**INFORMATION SHOWN**:
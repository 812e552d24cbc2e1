//! # Force Laws
//!
//! The agent is driven by three kinds of forces:
//!
//! - **Goal force**: relaxation toward the preferred velocity (see [`Particle::goal_force`])
//! - **Wall force**: repulsion from each of the four arena walls once the agent
//!   is closer than the safe wall distance
//! - **Avoidance force**: repulsion from an obstacle the agent is predicted to
//!   collide with, scaled by the piecewise [`AvoidanceLaw`]
//!
//! ## Avoidance profile
//!
//! ```text
//!  f(D)
//!   |\
//!   | \  A exp(k (D_MIN - D))
//!   |  \______________
//! A |                 |\
//!   |                 | \   linear decay
//!   |                 |  \
//! 0 +-----------------+---+----------- D
//!        D_MIN      D_MID  D_MAX
//! ```
//!
//! `D` combines how far the agent travels before the predicted collision with
//! the clearance left at that moment, so close and committed encounters push
//! hardest.

use serde::{Deserialize, Serialize};

use crate::particle::Particle;
use crate::vector::Vector2D;

pub const WALLS: usize = 4;

/// Inward normals, ordered top, bottom, left, right
const WALL_NORMALS: [Vector2D; WALLS] = [
    Vector2D { x: 0.0, y: -1.0 },
    Vector2D { x: 0.0, y: 1.0 },
    Vector2D { x: 1.0, y: 0.0 },
    Vector2D { x: -1.0, y: 0.0 },
];

/// Smallest clearance used in the wall force denominator
const MIN_WALL_CLEARANCE: f64 = 1e-6;

/// Below this |sin| between heading and avoidance direction the encounter is head-on
const HEAD_ON_TOLERANCE: f64 = 1e-3;
/// Lateral bias added to a head-on avoidance direction
const PERTURBATION: f64 = 0.1;

pub const DEFAULT_D_MID: f64 = 1.5;
pub const DEFAULT_AMPLITUDE: f64 = 4.0;
pub const DEFAULT_BLOWUP_RATE: f64 = 2.0;
pub const DEFAULT_WALL_STEEPNESS: i32 = 2;
pub const BASE_WEIGHTS: [f64; 3] = [0.8, 0.15, 0.05];

/// Hand-tuned constants of the force model.
#[derive(Debug, Clone, PartialEq, Serialize, Deserialize)]
#[serde(default)]
pub struct AvoidanceTuning {
    /// End of the constant plateau of the avoidance profile
    pub d_mid: f64,
    /// Plateau height of the avoidance profile
    pub amplitude: f64,
    /// Exponential rate below `D_MIN`
    pub blowup_rate: f64,
    /// Power applied to the wall clearance
    pub wall_steepness: i32,
    /// Blend weights by collision rank; its length bounds the number of obstacles considered
    pub weights: Vec<f64>,
}

impl Default for AvoidanceTuning {
    fn default() -> Self {
        AvoidanceTuning {
            d_mid: DEFAULT_D_MID,
            amplitude: DEFAULT_AMPLITUDE,
            blowup_rate: DEFAULT_BLOWUP_RATE,
            wall_steepness: DEFAULT_WALL_STEEPNESS,
            weights: BASE_WEIGHTS.to_vec(),
        }
    }
}

impl AvoidanceTuning {
    pub fn obstacle_limit(&self) -> usize {
        self.weights.len()
    }
}

/// Rectangular arena with its lower-left corner at the origin.
#[derive(Debug, Clone, Copy, PartialEq)]
pub struct Arena {
    pub width: f64,
    pub height: f64,
    pub safe_wall_distance: f64,
}

impl Arena {
    pub fn new(width: f64, height: f64, safe_wall_distance: f64) -> Self {
        Arena {
            width,
            height,
            safe_wall_distance,
        }
    }

    /// Distance from `position` to each wall, in [`WALL_NORMALS`] order
    fn wall_distances(&self, position: Vector2D) -> [f64; WALLS] {
        [
            self.height - position.y,
            position.y,
            position.x,
            self.width - position.x,
        ]
    }

    /// Sum of the repulsion of all four walls on `particle`.
    ///
    /// A wall only pushes once the surface clearance `dw - radius` drops below
    /// the safe wall distance; the push then grows without bound as the
    /// clearance goes to zero.
    pub fn wall_force(&self, particle: &Particle, steepness: i32) -> Vector2D {
        let mut total = Vector2D::ZERO;
        for (dw, normal) in self.wall_distances(particle.position).iter().zip(WALL_NORMALS.iter()) {
            total += *normal * self.wall_force_magnitude(particle.radius, *dw, steepness);
        }
        total
    }

    pub fn wall_force_magnitude(&self, radius: f64, dw: f64, steepness: i32) -> f64 {
        let clearance = dw - radius;
        if clearance >= self.safe_wall_distance {
            return 0.0;
        }
        (self.safe_wall_distance + radius - dw) / clearance.max(MIN_WALL_CLEARANCE).powi(steepness)
    }
}

/// Piecewise magnitude of the avoidance force as a function of the closing gap `D`.
#[derive(Debug, Clone, Copy, PartialEq)]
pub struct AvoidanceLaw {
    pub d_min: f64,
    pub d_mid: f64,
    pub d_max: f64,
    pub amplitude: f64,
    pub blowup_rate: f64,
}

impl AvoidanceLaw {
    /// Thresholds derived from the agent: `D_MIN` is its comfort radius and
    /// `D_MAX` the distance it can cover within its anticipation time.
    pub fn for_agent(agent: &Particle, tuning: &AvoidanceTuning) -> Self {
        AvoidanceLaw {
            d_min: agent.comfort_radius,
            d_mid: tuning.d_mid,
            d_max: agent.max_speed * agent.anticipation_time,
            amplitude: tuning.amplitude,
            blowup_rate: tuning.blowup_rate,
        }
    }

    pub fn magnitude(&self, d: f64) -> f64 {
        if d < self.d_min {
            self.amplitude * (self.blowup_rate * (self.d_min - d)).exp()
        } else if d < self.d_mid {
            self.amplitude
        } else if d < self.d_max {
            self.amplitude * (self.d_max - d) / (self.d_max - self.d_mid)
        } else {
            0.0
        }
    }
}

/// Force steering `agent` away from `obstacle`, whose collision was predicted at `time`.
///
/// Both particles are advanced along straight lines to `time`: the agent with
/// `desired_velocity`, the obstacle with its own velocity. The force points
/// from the obstacle's predicted position to the agent's.
pub fn maneuver_force(
    agent: &Particle,
    desired_velocity: Vector2D,
    obstacle: &Particle,
    time: f64,
    law: &AvoidanceLaw,
) -> Vector2D {
    let predicted_agent = agent.position + desired_velocity * time;
    let predicted_obstacle = obstacle.position + obstacle.velocity * time;

    let separation = predicted_agent - predicted_obstacle;
    let d = (predicted_agent - agent.position).magnitude() + separation.magnitude()
        - agent.radius
        - obstacle.radius;

    let direction = break_head_on_symmetry(separation.normalize(), desired_velocity.normalize());
    direction * law.magnitude(d)
}

/// A direction straight against the heading would only brake the agent;
/// bias it toward the agent's right so the maneuver has a lateral part.
fn break_head_on_symmetry(direction: Vector2D, heading: Vector2D) -> Vector2D {
    let head_on = heading.magnitude_squared() > 0.0
        && direction.dot(&heading) < 0.0
        && direction.cross(&heading).abs() < HEAD_ON_TOLERANCE;
    if head_on {
        let right = -heading.perpendicular();
        (direction + right * PERTURBATION).normalize()
    } else {
        direction
    }
}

**EXERCISE**: Show every line in the entries above that contains the string "only".

**EXERCISE RESULT**:
    /// A wall only pushes once the surface clearance `dw - radius` drops below
/// A direction straight against the heading would only brake the agent;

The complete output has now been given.